I wouldn't blank him. He just doesn't understand what he is saying - there are a lot of people around like this. You just have to accept that most people talk bollocks and there are a few people who know what they are talking about. If he starts saying things again just keep it in your head that he doesn't know what he is talking about.

TotallyAndUtterlyPaninied · 28/11/2009 14:19

Thanks for sticking with me throughout the whole panic SM. Seem to have got so caught up with ifs, I can't clear my head. On 'employment' they seem to think they'll have to include the Golden Hello so that's a weight off until I find out for definate.

OP posts:
TotallyAndUtterlyPaninied · 28/11/2009 14:20

Sorry, Ali, cross posted. I always thought my dad knew everything and I think he thinks the same... but clearly you're right.

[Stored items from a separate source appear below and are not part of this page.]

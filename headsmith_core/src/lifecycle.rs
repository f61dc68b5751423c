use std::fmt;

use serde::Serialize;

use crate::HeaderContext;
use crate::HeaderError;
use crate::HeaderResult;
use crate::builder::HeaderBuilder;
use crate::diagnostics::Component;
use crate::document::Document;
use crate::locator::HeaderBoundary;
use crate::locator::HeaderLocator;
use crate::locator::LocateOutcome;
use crate::metadata::FileMetadata;
use crate::prefix::CommentPrefixes;
use crate::prefix::CommentPrefixSelector;
use crate::rules::LanguageRuleResolver;
use crate::rules::ResolvedCommentStyle;

/// Which entry point triggered a lifecycle run.
#[derive(Debug, Clone, Copy, PartialEq, Eq, Serialize)]
#[serde(rename_all = "snake_case")]
pub enum Operation {
	/// Explicit request to add a header.
	Inject,
	/// Document save hook.
	Refresh,
}

/// Why a run finished without editing the document.
#[derive(Debug, Clone, Copy, PartialEq, Eq, Serialize)]
#[serde(rename_all = "snake_case")]
pub enum SkipReason {
	RefreshDisabled,
	Excluded,
	CreationDisabled,
	CreationDeclined,
}

impl fmt::Display for SkipReason {
	fn fmt(&self, f: &mut fmt::Formatter<'_>) -> fmt::Result {
		let text = match self {
			Self::RefreshDisabled => "refresh on save is disabled",
			Self::Excluded => "file matches an exclusion pattern",
			Self::CreationDisabled => "no header and creation on save is disabled",
			Self::CreationDeclined => "no header and creation was declined",
		};
		f.write_str(text)
	}
}

/// Result of one inject or refresh run. At most one edit was applied.
#[derive(Debug)]
pub enum LifecycleOutcome {
	/// A new header was inserted starting at `line`.
	Inserted { line: usize, lines: usize },
	/// The last-modified line at `line` was rewritten.
	Refreshed { line: usize },
	/// Nothing to do.
	Skipped(SkipReason),
	/// The run stopped before editing.
	Aborted(HeaderError),
}

impl LifecycleOutcome {
	/// True when the document was edited.
	pub fn is_edit(&self) -> bool {
		matches!(self, Self::Inserted { .. } | Self::Refreshed { .. })
	}

	pub fn is_aborted(&self) -> bool {
		matches!(self, Self::Aborted(_))
	}
}

/// Runs detect → inject / refresh as one operation.
pub struct HeaderLifecycle<'a> {
	ctx: HeaderContext<'a>,
}

impl<'a> HeaderLifecycle<'a> {
	pub fn new(ctx: &HeaderContext<'a>) -> Self {
		Self { ctx: *ctx }
	}

	/// Add a header, or refresh the timestamp of the existing one.
	pub fn inject(&self, document: &mut dyn Document) -> LifecycleOutcome {
		self.run(document, Operation::Inject)
	}

	/// Save hook: refresh the timestamp of an existing header, optionally
	/// offering to create one.
	pub fn refresh(&self, document: &mut dyn Document) -> LifecycleOutcome {
		self.run(document, Operation::Refresh)
	}

	pub fn run(&self, document: &mut dyn Document, operation: Operation) -> LifecycleOutcome {
		match self.try_run(document, operation) {
			Ok(outcome) => {
				if let LifecycleOutcome::Skipped(reason) = &outcome {
					self.ctx
						.sink
						.info(Component::Lifecycle, &format!("skipped: {reason}"));
				}
				outcome
			}
			Err(error) => {
				self.ctx
					.sink
					.error(Component::Lifecycle, &format!("aborted: {error}"));
				LifecycleOutcome::Aborted(error)
			}
		}
	}

	fn try_run(
		&self,
		document: &mut dyn Document,
		operation: Operation,
	) -> HeaderResult<LifecycleOutcome> {
		if operation == Operation::Refresh {
			if !self.ctx.config.refresh.on_save {
				return Ok(LifecycleOutcome::Skipped(SkipReason::RefreshDisabled));
			}
			if document
				.path()
				.is_some_and(|path| self.ctx.exclusions.is_excluded(path))
			{
				return Ok(LifecycleOutcome::Skipped(SkipReason::Excluded));
			}
		}

		let file = FileMetadata::from_document(document)?;
		if document.is_closed() {
			return Err(HeaderError::DocumentUnavailable);
		}

		let style = LanguageRuleResolver::new(&self.ctx)
			.resolve(&file.language_id, Some(&file.extension));
		let prefixes = CommentPrefixSelector::new(&self.ctx).select(&style)?;
		let outcome = HeaderLocator::new(&self.ctx).locate(&prefixes, document);

		match (outcome, operation) {
			(LocateOutcome::Aborted, _) => Err(HeaderError::DocumentUnavailable),
			(LocateOutcome::Complete(boundary), _) => {
				let line = self.update_timestamp(document, &prefixes, Some(boundary))?;
				Ok(LifecycleOutcome::Refreshed { line })
			}
			// A broken header gets the same treatment as a missing one: the
			// new header goes above whatever fragments are left.
			(LocateOutcome::Absent | LocateOutcome::Broken(_), Operation::Inject) => {
				Ok(self.insert_header(document, &prefixes, &style, file))
			}
			(LocateOutcome::Absent | LocateOutcome::Broken(_), Operation::Refresh) => {
				if !self.ctx.config.refresh.prompt_to_create {
					return Ok(LifecycleOutcome::Skipped(SkipReason::CreationDisabled));
				}

				let question = format!("{} has no header. Create one?", file.file_name);
				if self.ctx.prompter.confirm(&question) {
					Ok(self.insert_header(document, &prefixes, &style, file))
				} else {
					Ok(LifecycleOutcome::Skipped(SkipReason::CreationDeclined))
				}
			}
		}
	}

	/// Classify the document without editing it.
	pub fn detect(&self, document: &dyn Document) -> HeaderResult<LocateOutcome> {
		let file = FileMetadata::from_document(document)?;
		if document.is_closed() {
			return Err(HeaderError::DocumentUnavailable);
		}

		let style = LanguageRuleResolver::new(&self.ctx)
			.resolve(&file.language_id, Some(&file.extension));
		let prefixes = CommentPrefixSelector::new(&self.ctx).select(&style)?;
		Ok(HeaderLocator::new(&self.ctx).locate(&prefixes, document))
	}

	/// Rewrite the last-modified line inside `boundary`. Returns the index of
	/// the rewritten line.
	pub fn update_timestamp(
		&self,
		document: &mut dyn Document,
		prefixes: &CommentPrefixes,
		boundary: Option<HeaderBoundary>,
	) -> HeaderResult<usize> {
		let boundary = boundary.ok_or(HeaderError::BoundaryMissing)?;
		let builder = HeaderBuilder::new(&self.ctx);
		let key = builder.last_modified_key(prefixes);
		let eol = document.line_ending().unwrap_or_default();

		let found = (boundary.start..=boundary.end).find(|index| {
			document
				.line(*index)
				.is_some_and(|line| line.starts_with(&key))
		});
		let Some(index) = found else {
			return Err(HeaderError::KeyLineNotFound {
				key: self.ctx.config.header.keys.last_modified.clone(),
				start: boundary.start + 1,
				end: boundary.end + 1,
			});
		};

		let now = self.ctx.clock.now();
		let mut line = builder.last_modified_line(prefixes, &now);
		line.push_str(eol.as_str());
		document.replace(index..index + 1, &line);
		self.ctx.sink.info(
			Component::Lifecycle,
			&format!("refreshed last-modified timestamp on line {}", index + 1),
		);

		Ok(index)
	}

	fn insert_header(
		&self,
		document: &mut dyn Document,
		prefixes: &CommentPrefixes,
		style: &ResolvedCommentStyle,
		file: FileMetadata,
	) -> LifecycleOutcome {
		let eol = file.line_ending;
		let builder = HeaderBuilder::new(&self.ctx);
		let metadata = builder.collect_metadata(file, self.ctx.clock.now());
		let mut text = builder.render(prefixes, &metadata, style.language.as_deref());

		let mut line = 0;
		if document.line(0).is_some_and(|first| first.starts_with("#!")) {
			text.insert_str(0, eol.as_str());
			line = 1;
		}

		let lines = text.matches(eol.as_str()).count();
		document.insert(line, &text);
		self.ctx.sink.info(
			Component::Lifecycle,
			&format!(
				"inserted a {lines}-line header into `{}`",
				metadata.file.file_name
			),
		);

		LifecycleOutcome::Inserted { line, lines }
	}
}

He hates it when pregnant women act poorly but sometimes you feel poorly when you're pregnant. He doesn't like people taking time off work, either.

OP posts:
scottishmummy · 28/11/2009 14:30

it is disappointing when those we love are unsupportive.doesn't make him a bad dad, tactless yes. bad,no. more likely to be characteristic of his age and upbringing. in old days women did just have to get on with it.they had to suck it up

so anyway work on definite's
dont speculate on what if's. at all
and remember a good mum does what she has to do for her family. don't beat yourself up

aim to be a good enough mum
not perfect just good enough

diddl · 28/11/2009 14:31

Oh, I have a dad who thinks he knows everything.

Lost count of the times I´ve had to tell the children to disregard what he has told them!

IWishIWasAFrog · 28/11/2009 21:21

Thought you couln't legally go back to work before 6 weeks after the birth anyway? Good luck, hope it all works out for you.